Colombia’s president says he will not lower his guard against the country’s main rebel group, but he believes a peace deal is possible if there is “goodwill” on both sides.
“If there is goodwill from both parts, we will reach an agreement much sooner than people expect,” Juan Manuel Santos told Al Jazeera on Saturday, as peace talks between the government and the Revolutionary Armed Forces of Colombia (FARC), aimed at ending half a century of war between the two sides, is set to kick off next month.
“I think the fundamental issues that are on the table, that we agreed to discuss and agree on in order to finalise the conflict, are not that difficult,” the president said in his first extensive interview with an international network.
Santos said he remained sceptical about FARC’s motives, and that the Colombian military and police had been instructed to intensify their offensive against the rebels as they entered the “last track of this conflict” and could not afford to lower their guard.
He said a fundamental issue in the negotiations would be about balancing peace with justice, by finding ways to reintegrate FARC members into society while also seeing to it that those who committed crimes be punished accordingly.
He also guaranteed the safety of rebels who stop fighting. In the past, rebels who had laid down their arms were killed by government-backed death squads.
“This will not happen from the state,” Santos said. “I will protect the process from everything I have in my hands. And when I say sit down and I give you guarantees, I will comply.”
On Friday, FARC said it would still engage in peace talks with Colombia’s government in the Norwegian capital next month, despite Santos rejecting a ceasefire proposal from the group a day before.
Al Jazeera’s Teresa Bo reports
In an interview with The Associated Press, Marco Leon Calarca, a FARC spokesman, said the discussions could continue without a truce.

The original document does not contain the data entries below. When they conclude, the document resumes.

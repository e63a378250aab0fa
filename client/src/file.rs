use crate::error::Result;
use crate::error::SourceError;
use crate::http::decode_records;
use crate::source::ProjectSource;
use async_trait::async_trait;
use showcase_discovery::ProjectRecord;
use std::path::PathBuf;

/// Read-only [`ProjectSource`] over a saved `getall` response.
#[derive(Clone, Debug)]
pub struct FileProjectSource {
    path: PathBuf,
}

impl FileProjectSource {
    pub fn new(path: impl Into<PathBuf>) -> Self {
        Self { path: path.into() }
    }

    async fn load(&self) -> Result<Vec<ProjectRecord>> {
        let body = tokio::fs::read(&self.path).await?;
        decode_records("read project file", &body)
    }
}

#[async_trait]
impl ProjectSource for FileProjectSource {
    async fn fetch_all(&self) -> Result<Vec<ProjectRecord>> {
        self.load().await
    }

    async fn fetch_by_id(&self, id: &str) -> Result<Option<ProjectRecord>> {
        Ok(self.load().await?.into_iter().find(|record| record.id() == id))
    }

    async fn fetch_by_creator(&self, creator_id: &str) -> Result<Vec<ProjectRecord>> {
        let mut records = self.load().await?;
        records.retain(|record| record.creator_id() == Some(creator_id));
        Ok(records)
    }

    async fn delete_by_id(&self, _id: &str) -> Result<()> {
        Err(SourceError::Unsupported {
            operation: "delete project",
            source_kind: "a project file",
        })
    }
}
use crate::error::Result;
use crate::source::ProjectSource;
use showcase_discovery::ProjectRecord;
use std::sync::Arc;
use std::sync::atomic::AtomicU64;
use std::sync::atomic::Ordering;
use tokio::sync::Mutex;
use tokio::sync::RwLock;
use tracing::info;
use tracing::warn;

/// A complete record collection together with the generation that produced it.
#[derive(Clone, Debug)]
pub struct Snapshot {
    pub records: Arc<[ProjectRecord]>,
    pub generation: u64,
}

#[derive(Clone, Debug)]
pub enum RefreshOutcome {
    Replaced { records: usize, generation: u64 },
    /// Another refresh was already running; no request was issued.
    AlreadyInFlight,
}

/// Last-fetched project snapshot with a single-flight refresh policy.
///
/// Readers always see a whole snapshot. A failed refresh leaves the previous
/// snapshot in place.
pub struct RecordStore<S> {
    source: S,
    snapshot: RwLock<Snapshot>,
    refresh_gate: Mutex<()>,
    generation: AtomicU64,
}

impl<S: ProjectSource> RecordStore<S> {
    pub fn new(source: S) -> Self {
        Self {
            source,
            snapshot: RwLock::new(Snapshot {
                records: Arc::from(Vec::new()),
                generation: 0,
            }),
            refresh_gate: Mutex::new(()),
            generation: AtomicU64::new(0),
        }
    }

    pub fn source(&self) -> &S {
        &self.source
    }

    pub async fn snapshot(&self) -> Snapshot {
        self.snapshot.read().await.clone()
    }

    pub async fn records(&self) -> Arc<[ProjectRecord]> {
        Arc::clone(&self.snapshot.read().await.records)
    }

    /// Number of successful replacements so far.
    pub fn generation(&self) -> u64 {
        self.generation.load(Ordering::Acquire)
    }

    pub async fn refresh(&self) -> Result<RefreshOutcome> {
        let Ok(_guard) = self.refresh_gate.try_lock() else {
            info!("refresh already in flight; skipping");
            return Ok(RefreshOutcome::AlreadyInFlight);
        };
        self.fetch_and_replace().await
    }

    /// Deletes through the source, then refreshes. Waits for an in-flight
    /// refresh instead of skipping, so the returned snapshot never predates
    /// the delete.
    pub async fn delete_and_refresh(&self, id: &str) -> Result<RefreshOutcome> {
        self.source.delete_by_id(id).await?;
        info!(id, "deleted project");
        let _guard = self.refresh_gate.lock().await;
        self.fetch_and_replace().await
    }

    async fn fetch_and_replace(&self) -> Result<RefreshOutcome> {
        let records = match self.source.fetch_all().await {
            Ok(records) => records,
            Err(err) => {
                warn!("refresh failed, keeping previous snapshot: {err}");
                return Err(err);
            }
        };
        let count = records.len();
        let generation = self.generation.fetch_add(1, Ordering::AcqRel) + 1;
        *self.snapshot.write().await = Snapshot {
            records: Arc::from(records),
            generation,
        };
        info!(records = count, generation, "record store replaced");
        Ok(RefreshOutcome::Replaced {
            records: count,
            generation,
        })
    }
}

#[cfg(test)]
mod tests {
    use super::*;
    use crate::error::SourceError;
    use async_trait::async_trait;
    use pretty_assertions::assert_eq;
    use std::sync::Mutex as StdMutex;
    use std::sync::atomic::AtomicBool;
    use std::sync::atomic::AtomicUsize;
    use tokio::sync::Notify;

    fn record(id: &str) -> ProjectRecord {
        ProjectRecord {
            id: id.to_string(),
            ..Default::default()
        }
    }

    #[derive(Default)]
    struct FakeSource {
        records: StdMutex<Vec<ProjectRecord>>,
        fail: AtomicBool,
        fetches: AtomicUsize,
        release: Option<Arc<Notify>>,
    }

    #[async_trait]
    impl ProjectSource for FakeSource {
        async fn fetch_all(&self) -> Result<Vec<ProjectRecord>> {
            self.fetches.fetch_add(1, Ordering::SeqCst);
            if let Some(release) = &self.release {
                release.notified().await;
            }
            if self.fail.load(Ordering::SeqCst) {
                return Err(SourceError::InvalidConfig("backend down".to_string()));
            }
            Ok(self.records.lock().expect("records lock").clone())
        }

        async fn fetch_by_id(&self, id: &str) -> Result<Option<ProjectRecord>> {
            let records = self.records.lock().expect("records lock");
            Ok(records.iter().find(|record| record.id() == id).cloned())
        }

        async fn fetch_by_creator(&self, _creator_id: &str) -> Result<Vec<ProjectRecord>> {
            Ok(Vec::new())
        }

        async fn delete_by_id(&self, id: &str) -> Result<()> {
            self.records
                .lock()
                .expect("records lock")
                .retain(|record| record.id() != id);
            Ok(())
        }
    }

    fn source_with(ids: &[&str]) -> FakeSource {
        FakeSource {
            records: StdMutex::new(ids.iter().map(|id| record(id)).collect()),
            ..Default::default()
        }
    }

    #[tokio::test]
    async fn refresh_replaces_snapshot() {
        let store = RecordStore::new(source_with(&["a", "b"]));
        assert!(store.records().await.is_empty());

        let outcome = store.refresh().await.expect("refresh");
        assert!(matches!(
            outcome,
            RefreshOutcome::Replaced {
                records: 2,
                generation: 1
            }
        ));
        let snapshot = store.snapshot().await;
        assert_eq!(snapshot.generation, 1);
        assert_eq!(snapshot.records.len(), 2);
    }

    #[tokio::test]
    async fn failed_refresh_keeps_previous_snapshot() {
        let store = RecordStore::new(source_with(&["a"]));
        store.refresh().await.expect("first refresh");

        store.source().fail.store(true, Ordering::SeqCst);
        assert!(store.refresh().await.is_err());
        assert_eq!(store.records().await.len(), 1);
        assert_eq!(store.generation(), 1);
    }

    #[tokio::test(flavor = "multi_thread", worker_threads = 2)]
    async fn concurrent_refresh_is_skipped() {
        let release = Arc::new(Notify::new());
        let source = FakeSource {
            release: Some(Arc::clone(&release)),
            ..source_with(&["a"])
        };
        let store = Arc::new(RecordStore::new(source));

        let first = tokio::spawn({
            let store = Arc::clone(&store);
            async move { store.refresh().await }
        });
        while store.source().fetches.load(Ordering::SeqCst) == 0 {
            tokio::task::yield_now().await;
        }

        let second = store.refresh().await.expect("second refresh");
        assert!(matches!(second, RefreshOutcome::AlreadyInFlight));

        release.notify_one();
        let first = first.await.expect("join").expect("first refresh");
        assert!(matches!(first, RefreshOutcome::Replaced { .. }));
        assert_eq!(store.source().fetches.load(Ordering::SeqCst), 1);
    }

    #[tokio::test]
    async fn delete_then_refresh_drops_record() {
        let store = RecordStore::new(source_with(&["a", "b", "c"]));
        store.refresh().await.expect("refresh");

        let outcome = store.delete_and_refresh("b").await.expect("delete");
        assert!(matches!(
            outcome,
            RefreshOutcome::Replaced {
                records: 2,
                generation: 2
            }
        ));
        let ids: Vec<String> = store
            .records()
            .await
            .iter()
            .map(|record| record.id().to_string())
            .collect();
        assert_eq!(ids, vec!["a", "c"]);
        assert!(
            store
                .source()
                .fetch_by_id("b")
                .await
                .expect("fetch")
                .is_none()
        );
    }
}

“No, we are not saying that if there is no ceasefire then we will not begin … We are simply calling for sanity by saying that if we are going to talk, let us try and avoid more damage. If we are willing for peace, let’s not hurt each other anymore. Let’s not hurt our people anymore,” Calarca said.
FARC leaders had said on Thursday that a key item on their agenda is to propose a truce in the decades-long conflict that has killed tens of thousands of people.
But just hours later, Santos said that would not happen.
“There’s not going to be any ceasefire. We will not give anything until we get the final agreement, and I want to make that very clear,” he said.
On Friday, Calarca invited the National Liberation Army, another rebel group, to also consider holding talks with the Colombian government in hopes of achieving peace.
FARC said that the talks are scheduled to begin on October 8 in Oslo, and will be the first attempt in a decade to reach a negotiated end to an armed conflict that began in 1964.
The rebel army draws its roots from anger among landless peasants in a country with a huge divide between rich and poor.
The last peace talks, in 2002, fell apart when the government concluded that the guerrillas were regrouping in a vast demilitarised zone it created and where the talks were held.
The rebels never agreed to a ceasefire, nor did they stop kidnappings for ransom or trafficking in cocaine.
Since then, the FARC has been stung by a US-backed military build up called Plan Colombia, and an aggressive counter-insurgency programme which roughly halved the group’s numbers.
Since 2008, three senior FARC leaders have been killed in military raids, including top commander Alfonso Cano.